5. Micro Private Equity Investing

Micro private equity refers to buying and investing in businesses making less than $10 million in revenue (and typically only about $500k-$3M in revenue). If you are newly retired, then you may have friends who own businesses in that range and are themselves nearing retirement. These friends need an exit to fund their retirement.

At the same time, there are many young entrepreneurs who are looking for a micro PE business to buy. If you can connect a retiring business owner to an aspiring business owner, you can give the aspiring business owner some money to help them acquire that business in exchange for some equity in that business. You get multiple financial and other benefits from this:

  1. The cash flow from your new equity stake in that business can help fund your retirement
  2. You will have helped a small business owner to achieve retirement
  3. You will have helped that retiring business owner to protect their legacy for the long term
  4. You will have helped a young ambitious entrepreneur build their career

It is a very satisfying type of work that builds the backbone of the economy. Also, if you don’t have enough money to invest in the company, you can still sometimes refer the company to a young entrepreneur in exchange for a referral fee of several thousand dollars.

If you don’t know how to find ambitious entrepreneurs looking to buy businesses, email me! I am constantly looking for good small businesses to buy and protect forever, and I also have a network of other young entrepreneurs who are looking for businesses to buy.

6. Freelance writing

When you retire, that means you have probably accumulated more experience than almost anyone still working. You can use that experience to write freelance articles and ebooks about business topics that you learned during your career and for which there are a shortage of freelance writers. You can find freelance writing gigs on Fiverr and Upwork. If you used to own a business before you retired, you might also be a good fit to write articles for Axiom Alpha! We pay $50-300/article, depending on length, quality, topic, and your level of expertise. Email me if you’re interested.

7. Write books

If you like writing, consider writing a sci-fi novel, a romance novel, a children’s book, an educational business book, or any other type of book you find interesting. Royalties on books can be a great perpetual revenue stream to help fund your retirement while the books themselves can be a part of your legacy that you leave behind.

8. Hard money lending

Young real estate investors need money to buy and renovate investment properties before flipping them or renting them. Often, these young real estate entrepreneur-investors don’t have enough of their own money to do this and don’t have enough of a track record to get money from a bank, so they turn to hard money lenders.
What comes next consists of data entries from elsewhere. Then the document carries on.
use std::collections::HashMap;
use std::sync::Mutex;

use zoek_core::error::ZoekError;

/// Environment variable checked before the credential store.
pub const GITHUB_TOKEN_ENV: &str = "GITHUB_PAT";

/// Key under which the GitHub token is kept in a [`CredentialStore`].
pub const GITHUB_TOKEN_KEY: &str = "github";

/// Trait for credential storage backends.
pub trait CredentialStore: Send + Sync {
    /// Store a token under the given key.
    fn store(&self, key: &str, token: &str) -> Result<(), ZoekError>;

    /// Retrieve a token by key.
    fn get(&self, key: &str) -> Result<Option<String>, ZoekError>;

    /// Delete a stored token.
    fn delete(&self, key: &str) -> Result<(), ZoekError>;
}

/// Resolve the GitHub API token: `$GITHUB_PAT` first, then the store.
pub fn resolve_github_token(store: &dyn CredentialStore) -> Result<String, ZoekError> {
    resolve_token(store, std::env::var(GITHUB_TOKEN_ENV).ok())
}

fn resolve_token(store: &dyn CredentialStore, from_env: Option<String>) -> Result<String, ZoekError> {
    if let Some(token) = from_env.filter(|t| !t.trim().is_empty()) {
        tracing::debug!("using GitHub token from ${GITHUB_TOKEN_ENV}");
        return Ok(token.trim().to_string());
    }
    store
        .get(GITHUB_TOKEN_KEY)?
        .ok_or_else(|| ZoekError::Credential {
            message: format!(
                "no GitHub token: set ${GITHUB_TOKEN_ENV} or run `zoek auth set`"
            ),
        })
}

/// OS keychain-backed credential store using the `keyring` crate.
pub struct KeyringStore {
    service: String,
}

impl KeyringStore {
    pub fn new() -> Self {
        Self {
            service: "zoek".to_string(),
        }
    }

    fn entry(&self, key: &str) -> Result<keyring::Entry, ZoekError> {
        keyring::Entry::new(&self.service, key).map_err(|e| ZoekError::Credential {
            message: e.to_string(),
        })
    }
}

impl Default for KeyringStore {
    fn default() -> Self {
        Self::new()
    }
}

impl CredentialStore for KeyringStore {
    fn store(&self, key: &str, token: &str) -> Result<(), ZoekError> {
        self.entry(key)?
            .set_password(token)
            .map_err(|e| ZoekError::Credential {
                message: e.to_string(),
            })
    }

    fn get(&self, key: &str) -> Result<Option<String>, ZoekError> {
        match self.entry(key)?.get_password() {
            Ok(pw) => Ok(Some(pw)),
            Err(keyring::Error::NoEntry) => Ok(None),
            Err(e) => Err(ZoekError::Credential {
                message: e.to_string(),
            }),
        }
    }

    fn delete(&self, key: &str) -> Result<(), ZoekError> {
        match self.entry(key)?.delete_credential() {
            Ok(()) | Err(keyring::Error::NoEntry) => Ok(()),
            Err(e) => Err(ZoekError::Credential {
                message: e.to_string(),
            }),
        }
    }
}

/// In-process store for tests and ephemeral runs.
#[derive(Default)]
pub struct MemoryStore {
    tokens: Mutex<HashMap<String, String>>,
}

impl MemoryStore {
    pub fn new() -> Self {
        Self::default()
    }

    fn lock(&self) -> Result<std::sync::MutexGuard<'_, HashMap<String, String>>, ZoekError> {
        self.tokens.lock().map_err(|_| ZoekError::Credential {
            message: "memory store poisoned".into(),
        })
    }
}

impl CredentialStore for MemoryStore {
    fn store(&self, key: &str, token: &str) -> Result<(), ZoekError> {
        self.lock()?.insert(key.to_string(), token.to_string());
        Ok(())
    }

    fn get(&self, key: &str) -> Result<Option<String>, ZoekError> {
        Ok(self.lock()?.get(key).cloned())
    }

    fn delete(&self, key: &str) -> Result<(), ZoekError> {
        self.lock()?.remove(key);
        Ok(())
    }
}

#[cfg(test)]
mod tests {
    use super::*;

    #[test]
    fn test_memory_store_crud() {
        let store = MemoryStore::new();
        assert_eq!(store.get("test-key").unwrap(), None);
        store.store("test-key", "secret-token").unwrap();
        assert_eq!(store.get("test-key").unwrap(), Some("secret-token".to_string()));
        store.delete("test-key").unwrap();
        assert_eq!(store.get("test-key").unwrap(), None);
    }

    #[test]
    fn test_env_token_wins() {
        let store = MemoryStore::new();
        store.store(GITHUB_TOKEN_KEY, "from-store").unwrap();
        let token = resolve_token(&store, Some(" from-env\n".into())).unwrap();
        assert_eq!(token, "from-env");
    }

    #[test]
    fn test_blank_env_falls_back_to_store() {
        let store = MemoryStore::new();
        store.store(GITHUB_TOKEN_KEY, "from-store").unwrap();
        assert_eq!(resolve_token(&store, Some("  ".into())).unwrap(), "from-store");
    }

    #[test]
    fn test_missing_token_is_credential_error() {
        let store = MemoryStore::new();
        let err = resolve_token(&store, None).unwrap_err();
        assert!(matches!(err, ZoekError::Credential { .. }));
    }
}
use std::path::PathBuf;

use async_trait::async_trait;
use zoek_core::error::ZoekError;
use zoek_core::models::record::RepositoryRecord;

use crate::ndjson::parse_ndjson;
use crate::CatalogSource;

/// A catalog previously written as newline-delimited JSON.
pub struct FileSource {
    path: PathBuf,
    strict: bool,
}

impl FileSource {
    pub fn new(path: impl Into<PathBuf>, strict: bool) -> Self {
        Self {
            path: path.into(),
            strict,
        }
    }
}

#[async_trait]
impl CatalogSource for FileSource {
    async fn load(&self) -> Result<Vec<RepositoryRecord>, ZoekError> {
        let content = tokio::fs::read(&self.path)
            .await
            .map_err(|e| ZoekError::CatalogUnavailable {
                message: format!("cannot read {}: {e}", self.path.display()),
            })?;
        let records = parse_ndjson(content.as_slice(), self.strict)?;
        tracing::info!(
            "loaded {} repositories from {}",
            records.len(),
            self.path.display()
        );
        Ok(records)
    }

    fn describe(&self) -> String {
        format!("file {}", self.path.display())
    }
}

#[cfg(test)]
mod tests {
    use super::*;

    #[tokio::test]
    async fn test_missing_file_is_unavailable() {
        let dir = tempfile::tempdir().unwrap();
        let source = FileSource::new(dir.path().join("nope.ndjson"), true);
        let err = source.load().await.unwrap_err();
        assert!(matches!(err, ZoekError::CatalogUnavailable { .. }));
    }

    #[tokio::test]
    async fn test_loads_lines() {
        let dir = tempfile::tempdir().unwrap();
        let path = dir.path().join("repos.ndjson");
        std::fs::write(
            &path,
            "{\"name\":\"a\",\"sshUrl\":\"git@x:a\"}\n{\"name\":\"b\",\"sshUrl\":\"git@x:b\"}\n",
        )
        .unwrap();
        let records = FileSource::new(&path, true).load().await.unwrap();
        assert_eq!(records.len(), 2);
        assert_eq!(records[1].clone_url(), Some("git@x:b"));
    }
}
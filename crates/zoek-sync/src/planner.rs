use std::sync::Arc;

use zoek_core::models::record::RepositoryRecord;
use zoek_core::models::sync_state::{LocalCloneState, OversizedExisting, SyncDecision};

/// Decide what to do with one repository.
///
/// Precedence:
/// 1. an existing clone is pulled (unless it is oversized and the policy
///    is [`OversizedExisting::Skip`]),
/// 2. a size above `max_size` skips it,
/// 3. a missing clone URL or unusable name skips it,
/// 4. anything else is cloned.
pub fn plan(
    record: Arc<RepositoryRecord>,
    state: LocalCloneState,
    max_size: Option<u64>,
    oversized_existing: OversizedExisting,
) -> SyncDecision {
    let too_big = record.exceeds(max_size);

    if state == LocalCloneState::PresentClean
        && (!too_big || oversized_existing == OversizedExisting::Pull)
    {
        return SyncDecision::PullExisting(record);
    }
    if too_big {
        return SyncDecision::SkipTooBig(record);
    }
    if record.clone_url().is_none() || record.dir_name().is_none() {
        return SyncDecision::SkipNoUrl(record);
    }
    SyncDecision::CloneNew(record)
}
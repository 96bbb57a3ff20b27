use std::path::PathBuf;
use std::process::ExitCode;
use std::sync::Arc;
use std::time::Duration;

use clap::Args;
use console::style;
use zoek_core::config::ZoekConfig;
use zoek_mirror::scan_mirror;
use zoek_sync::{Indexer, ProcessRunner};

use super::catalog::merged_blacklist;
use super::{cancel_on_ctrl_c, EXIT_PARTIAL_FAILURE};

#[derive(Args)]
pub struct IndexArgs {
    /// Directory holding one clone per repository
    #[arg(long)]
    mirror_root: Option<PathBuf>,
    /// Directory the search index is written to
    #[arg(long)]
    index_root: Option<PathBuf>,
    /// File of repository names to leave out, one per line
    #[arg(long)]
    blacklist: Option<PathBuf>,
}

pub async fn run(args: IndexArgs, config: &ZoekConfig) -> anyhow::Result<ExitCode> {
    let mirror_root = match args.mirror_root {
        Some(p) => p,
        None => config.mirror_root()?,
    };
    let index_root = match args.index_root {
        Some(p) => p,
        None => config.index_root()?,
    };
    let blacklist = merged_blacklist(config, args.blacklist.as_deref())?;

    let repos = scan_mirror(&mirror_root, &blacklist);
    if repos.is_empty() {
        println!("No clones found in {}.", mirror_root.display());
        return Ok(ExitCode::SUCCESS);
    }
    println!("Indexing {} repositories...", repos.len());

    let runner = Arc::new(ProcessRunner::new(
        config.env_remove.clone(),
        cancel_on_ctrl_c(),
        Duration::from_secs(config.grace_period_secs),
    ));
    let indexer = Indexer::new(runner, config.indexer_program.clone(), mirror_root);
    let results = indexer.reindex_all(&repos, &index_root).await;

    let failed: Vec<_> = results.iter().filter(|(_, r)| !r.ok).collect();
    println!(
        "\nIndex complete: {} indexed | {} failed",
        results.len() - failed.len(),
        failed.len()
    );
    for (name, result) in &failed {
        println!("  {}: {}", style(name).red(), result.message);
    }

    if failed.is_empty() {
        Ok(ExitCode::SUCCESS)
    } else {
        Ok(ExitCode::from(EXIT_PARTIAL_FAILURE))
    }
}
use serde::{Deserialize, Serialize};
use serde_json::{Map, Value};

use crate::error::ZoekError;

/// Suffix of the directory a clone is written into before it is moved into place.
pub const STAGING_SUFFIX: &str = ".zoek-partial";

/// One repository from the catalog, normalized across listing sources.
///
/// Serializes to the newline-delimited output format: `name`, `sshUrl`,
/// `url`, `diskUsage`, `isDisabled`, followed by every other catalog field.
///
/// Deserializing goes through [`RepositoryRecord::from_json`], so the field
/// aliases are normalized however the record is read.
#[derive(Debug, Clone, PartialEq, Serialize, Deserialize)]
#[serde(rename_all = "camelCase", try_from = "Value")]
pub struct RepositoryRecord {
    pub name: String,
    pub ssh_url: Option<String>,
    pub url: Option<String>,
    pub disk_usage: Option<u64>,
    pub is_disabled: bool,
    #[serde(flatten)]
    pub extra: Map<String, Value>,
}

impl RepositoryRecord {
    pub fn new(name: impl Into<String>, ssh_url: Option<String>) -> Self {
        Self {
            name: name.into(),
            ssh_url,
            url: None,
            disk_usage: None,
            is_disabled: false,
            extra: Map::new(),
        }
    }

    /// Normalize a raw catalog object.
    ///
    /// `webUrl` is accepted for `url` and `size` for `diskUsage`; when both
    /// spellings are present the canonical one wins and the other is dropped.
    pub fn from_json(value: Value) -> Result<Self, ZoekError> {
        let mut obj = match value {
            Value::Object(obj) => obj,
            other => {
                return Err(ZoekError::InvalidRecord {
                    reason: format!("expected a JSON object, got {}", json_kind(&other)),
                })
            }
        };

        let name = match obj.remove("name") {
            None | Some(Value::Null) => String::new(),
            Some(Value::String(s)) => s,
            Some(other) => {
                return Err(ZoekError::InvalidRecord {
                    reason: format!("name must be a string, got {}", json_kind(&other)),
                })
            }
        };
        let ssh_url = take_string(&mut obj, "sshUrl")?;
        let url = take_string(&mut obj, "url")?;
        let web_url = take_string(&mut obj, "webUrl")?;
        let disk_usage = take_size(&mut obj, "diskUsage")?;
        let size = take_size(&mut obj, "size")?;
        let is_disabled = match obj.remove("isDisabled") {
            None | Some(Value::Null) => false,
            Some(Value::Bool(b)) => b,
            Some(other) => {
                return Err(ZoekError::InvalidRecord {
                    reason: format!("isDisabled must be a boolean, got {}", json_kind(&other)),
                })
            }
        };

        Ok(Self {
            name,
            ssh_url,
            url: url.or(web_url),
            disk_usage: disk_usage.or(size),
            is_disabled,
            extra: obj,
        })
    }

    /// The name as a single safe path component, if it is one.
    pub fn dir_name(&self) -> Option<&str> {
        let name = self.name.as_str();
        let unsafe_name = name.is_empty()
            || name == "."
            || name == ".."
            || name.contains(['/', '\\', '\0'])
            || name.ends_with(STAGING_SUFFIX);
        if unsafe_name {
            None
        } else {
            Some(name)
        }
    }

    /// The clone URL when one is present and non-blank.
    pub fn clone_url(&self) -> Option<&str> {
        self.ssh_url
            .as_deref()
            .map(str::trim)
            .filter(|u| !u.is_empty())
    }

    /// Whether the known size exceeds `max_size`. Unknown sizes never do.
    pub fn exceeds(&self, max_size: Option<u64>) -> bool {
        match (self.disk_usage, max_size) {
            (Some(size), Some(max)) => size > max,
            _ => false,
        }
    }
}

impl TryFrom<Value> for RepositoryRecord {
    type Error = ZoekError;

    fn try_from(value: Value) -> Result<Self, Self::Error> {
        Self::from_json(value)
    }
}

fn take_string(obj: &mut Map<String, Value>, key: &str) -> Result<Option<String>, ZoekError> {
    match obj.remove(key) {
        None | Some(Value::Null) => Ok(None),
        Some(Value::String(s)) => Ok(Some(s)),
        Some(other) => Err(ZoekError::InvalidRecord {
            reason: format!("{key} must be a string, got {}", json_kind(&other)),
        }),
    }
}

fn take_size(obj: &mut Map<String, Value>, key: &str) -> Result<Option<u64>, ZoekError> {
    match obj.remove(key) {
        None | Some(Value::Null) => Ok(None),
        Some(Value::Number(n)) => match n.as_u64() {
            Some(v) => Ok(Some(v)),
            None => Err(ZoekError::InvalidRecord {
                reason: format!("{key} must be a non-negative integer, got {n}"),
            }),
        },
        Some(other) => Err(ZoekError::InvalidRecord {
            reason: format!("{key} must be an integer, got {}", json_kind(&other)),
        }),
    }
}

fn json_kind(value: &Value) -> &'static str {
    match value {
        Value::Null => "null",
        Value::Bool(_) => "boolean",
        Value::Number(_) => "number",
        Value::String(_) => "string",
        Value::Array(_) => "array",
        Value::Object(_) => "object",
    }
}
A hard money lender is just a person or business who loans out money at typically a 10-20% interest rate for real estate renovation projects. They might loan 60% of the post-renovation property value, secured by a lien against the property (which hard money lenders typically require be held in an LLC).

Hard money lending is a way to get involved in real estate investing without all the hassle of managing tenants and property managers. It is also a way to help out young ambitious real estate investors.

9. Private money lending

Private money lending is similar to hard money lending: you again are lending money to young real estate investors. However, whereas a hard money loan typically has a term of 6-18 months and is intended for short-term real estate renovations, private money loans typically mean 15-30 year mortgages that you provide to young real estate investors to help them acquire rental properties. Because little to no renovation work is involved, private money loans typically have less risk and lower interest rates. They also make for a more passive business because once you make a loan, you keep collecting the income from it for 3 decades instead of having to redeploy all that capital again 6 months from now.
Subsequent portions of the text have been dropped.